The two proposals discussed previously represent the outcomes of the food policy process investigated herein. In addition to these measures, the Ministry of Agriculture and Forestry updated the implementation plan for the new food policy throughout the study period. Besides listing concrete action taken in relation to the two aforementioned measures, the plan also includes a food appreciation scheme, which includes food waste–related action at a more abstract level. For example, the plan mentions the campaign “Food Waste Week” but proposes it only as a target for funding, rather than as a means of addressing stakeholders other than consumers.

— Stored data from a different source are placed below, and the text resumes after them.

//! Grievance intake API server.

use std::sync::Arc;

use api::{AppState, Config, SessionBackend};
use database::Database;
use gemini_classifier::{
    GeminiClassifier, GeminiClient, GeminiConfig, GeminiTranslator, DEFAULT_CLASSIFIER_PROMPT,
};
use intake::{
    ChatOrchestrator, DatabaseComplaintSink, DatabaseDirectory, MemorySessionStore,
    SessionStore, SqliteSessionStore, TextClassifier,
};
use tower_http::trace::TraceLayer;
use tracing::{debug, info, warn};
use tracing_subscriber::EnvFilter;

#[tokio::main]
async fn main() -> Result<(), Box<dyn std::error::Error>> {
    // Load .env file if present
    let _ = dotenvy::dotenv();

    tracing_subscriber::fmt()
        .with_env_filter(
            EnvFilter::try_from_default_env().unwrap_or_else(|_| EnvFilter::new("info")),
        )
        .init();

    let config = Config::from_env()?;
    info!(addr = %config.addr, "Starting grievance API");

    let db = Database::connect(&config.database_url).await?;
    db.migrate().await?;

    let chat = build_orchestrator(&config, &db);
    let state = AppState::new(db, chat);

    let app = api::router()
        .layer(TraceLayer::new_for_http())
        .with_state(state);

    info!(addr = %config.addr, "Grievance API listening");
    let listener = tokio::net::TcpListener::bind(config.addr).await?;
    axum::serve(listener, app).await?;

    Ok(())
}

fn build_orchestrator(config: &Config, db: &Database) -> ChatOrchestrator {
    let sink = Arc::new(DatabaseComplaintSink::new(db.clone()));

    let gemini = GeminiConfig::from_env().and_then(|gemini_config| {
        let template = gemini_config
            .prompt_template
            .clone()
            .unwrap_or_else(|| DEFAULT_CLASSIFIER_PROMPT.to_string());
        let client = GeminiClient::new(gemini_config)?;
        Ok((client, template))
    });

    let chat = match gemini {
        Ok((client, template)) => {
            info!(model = %client.config().model, "Gemini classifier enabled");
            let classifier = GeminiClassifier::with_client(client.clone(), template);
            ChatOrchestrator::new(TextClassifier::new(Arc::new(classifier)), sink)
                .with_translator(Arc::new(GeminiTranslator::new(client)))
        }
        Err(e) => {
            warn!("Gemini unavailable, classifying by keywords only: {}", e);
            ChatOrchestrator::new(TextClassifier::keyword_only(), sink)
        }
    };

    let store: Arc<dyn SessionStore> = match config.session_backend {
        SessionBackend::Memory => {
            let store = Arc::new(MemorySessionStore::with_ttl(config.session_ttl));
            spawn_purge(store.clone(), config.session_ttl);
            store
        }
        SessionBackend::Sqlite => {
            Arc::new(SqliteSessionStore::with_ttl(db.clone(), config.session_ttl))
        }
    };
    info!(
        backend = ?config.session_backend,
        ttl_secs = config.session_ttl.as_secs(),
        "Session store ready"
    );

    chat.with_store(store)
        .with_directory(Arc::new(DatabaseDirectory::new(db.clone())))
}

/// Periodically drop idle in-memory sessions.
fn spawn_purge(store: Arc<MemorySessionStore>, ttl: std::time::Duration) {
    tokio::spawn(async move {
        let mut interval = tokio::time::interval(ttl);
        interval.tick().await;
        loop {
            interval.tick().await;
            let purged = store.purge_expired().await;
            if purged > 0 {
                debug!(purged, "Purged idle chat sessions");
            }
        }
    });
}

In summary, the eco-efficiency, safety, and appreciation framings are included in the outcomes of the policy process, but the solidarity framing is not. Furthermore, the outcomes do not account for the various exclusions identified in this study. According to our analysis, people’s affective and bodily relations with food are not taken into account in the eco-efficiency and safety framings. Those actors who must frequently deal with food waste, such as retail managers, experience a moral burden that increases their will to do more than what is officially required to reduce food waste (Gruber, Holweg, and Teller 2016). The opposite is true as well: the further away the actors are from everyday interactions with food waste, the easier it seems for them to be able to manage it. The treatment of the food waste issue in public policy debate as a calculable problem also facilitates monitoring of the issue from a distance (Star and Griesemer 1989).
Discussion
Theoretical Implications
The article makes four theoretical contributions. First, the findings broaden the view of responsibilization by going beyond consumer responsibilization. Earlier studies focus on the processes and outcomes of consumer responsibilization as a consequence of the neoliberal ideology (Anderson et al. 2016; Giesler and Veresiu 2014). As a complement, this study reveals how framing is directly connected to responsibilization of various stakeholders and to public policy solutions. Responsibilization within sustainability issues is, increasingly, not only about shifting duties and risks to consumers, but also about an ongoing and multifaceted negotiation process (Soneryd and Uggla 2015) wherein several stakeholders, including retailers, research institutes, and public organizations strive to find workable solutions to address food waste.
Second, the findings of the present analysis demonstrate that stakeholder responsibilization intertwines with framing, as different framings responsibilize different stakeholders. Likewise, food waste as a boundary object is flexible: within the eco-efficiency and safety framings, it appears more as a waste (and, consequently, health) management issue, while within the solidarity and appreciation framings, the focus is more on the human aspect. The study continues the critical discussion on responsibilization that highlights its complex and dynamic nature (Gollnhofer and Kuruoglu 2018; Gollnhofer, Weijo, and Schouten 2019; Kipp and Hawkins 2019; Soneryd and Uggla 2015; Thompson and Kumar 2021). Also, our findings further show how different framings of food waste relate the issue to larger themes in society and public policy, such as the solidarity framing to malnutrition and the disadvantaged or the eco-efficiency framing to climate change. Thus, our findings have implications to a wider audience within public policy discussions (see Porpino 2016, p. 49).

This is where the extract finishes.